Abstract

After gross violations of human rights, what is one to do? This is the subject of transitional justice, a growth industry for intellectuals and policy makers after the Cold War. Should one prosecute individuals in international courts, or in hybrid or special courts, or in national courts? Should one avoid courts and rely on truth commissions, or bar violators from public office, or just move on to concentrate on building a rights-protective state in the future rather than looking back via criminal prosecution? There are many complexities facing those interested in international criminal justice – meaning those interested in whether to prosecute against the background of international human rights and humanitarian norms.

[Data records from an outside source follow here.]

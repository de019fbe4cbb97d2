//! Renderer trait abstraction.

use crate::display_list::DisplayList;
use kurbo::{Affine, Size};
use peniko::Color;
use thiserror::Error;

/// Renderer errors.
#[derive(Debug, Error)]
pub enum RendererError {
    #[error("Initialization failed: {0}")]
    InitFailed(String),
    #[error("Render failed: {0}")]
    RenderFailed(String),
    #[error("Surface error: {0}")]
    Surface(String),
}

/// Result type for renderer operations.
pub type RenderResult<T> = Result<T, RendererError>;

/// Context for a single render frame.
pub struct RenderContext<'a> {
    /// The shapes to render.
    pub display: &'a DisplayList,
    /// Viewport size in physical pixels.
    pub viewport_size: Size,
    /// Device pixel ratio (for HiDPI).
    pub scale_factor: f64,
    /// World to screen transform of the host canvas.
    pub view: Affine,
    /// Background color. `None` leaves the output transparent so the
    /// annotation layer can sit on top of the host scene.
    pub background_color: Option<Color>,
}

impl<'a> RenderContext<'a> {
    pub fn new(display: &'a DisplayList, viewport_size: Size) -> Self {
        Self {
            display,
            viewport_size,
            scale_factor: 1.0,
            view: Affine::IDENTITY,
            background_color: None,
        }
    }

    /// Set the scale factor for HiDPI.
    pub fn with_scale_factor(mut self, scale_factor: f64) -> Self {
        self.scale_factor = scale_factor;
        self
    }

    /// Set the world to screen transform (pan and zoom).
    pub fn with_view(mut self, view: Affine) -> Self {
        self.view = view;
        self
    }

    pub fn with_background(mut self, color: Color) -> Self {
        self.background_color = Some(color);
        self
    }

    /// Full transform from world to physical pixels.
    pub fn transform(&self) -> Affine {
        Affine::scale(self.scale_factor) * self.view
    }
}

/// Trait for rendering backends.
pub trait Renderer: Send + Sync {
    /// Build the output for a frame from the display list.
    fn build_scene(&mut self, ctx: &RenderContext);

    /// Get the background color (for clearing).
    fn background_color(&self, ctx: &RenderContext) -> Option<Color> {
        ctx.background_color
    }
}

#[cfg(test)]
mod tests {
    use super::*;
    use kurbo::Point;

    #[test]
    fn test_transform_applies_view_then_scale() {
        let display = DisplayList::new();
        let ctx = RenderContext::new(&display, Size::new(100.0, 100.0))
            .with_view(Affine::translate((10.0, 0.0)))
            .with_scale_factor(2.0);
        assert_eq!(ctx.transform() * Point::new(1.0, 1.0), Point::new(22.0, 2.0));
        assert!(ctx.background_color.is_none());
    }
}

Beyond punishment of evildoers, one needs to keep in mind other possible goals of transitional justice: deterring future atrocities, bringing psychological closure to victims and/or relatives, producing reconciliation among divided communities, building a rights-protective polity in the future, adjusting to the lingering power of elements of the old regime. In the last decade of the twentieth century the United Nations created two international criminal courts, the first in almost fifty years. Moreover a new International Criminal Court (ICC) came into legal existence in July 2002. Furthermore, special courts were created in the aftermath of atrocities in Sierra Leone, East Timor, Kosovo, and Cambodia, while a new court was created by the interim government of Iraq after the US invasion and occupation of 2003 to try Saddam Hussein and his lieutenants. The United Kingdom agreed that the former dictator of Chile, Augusto Pinochet, could be extradited to Spain to stand trial there for torture.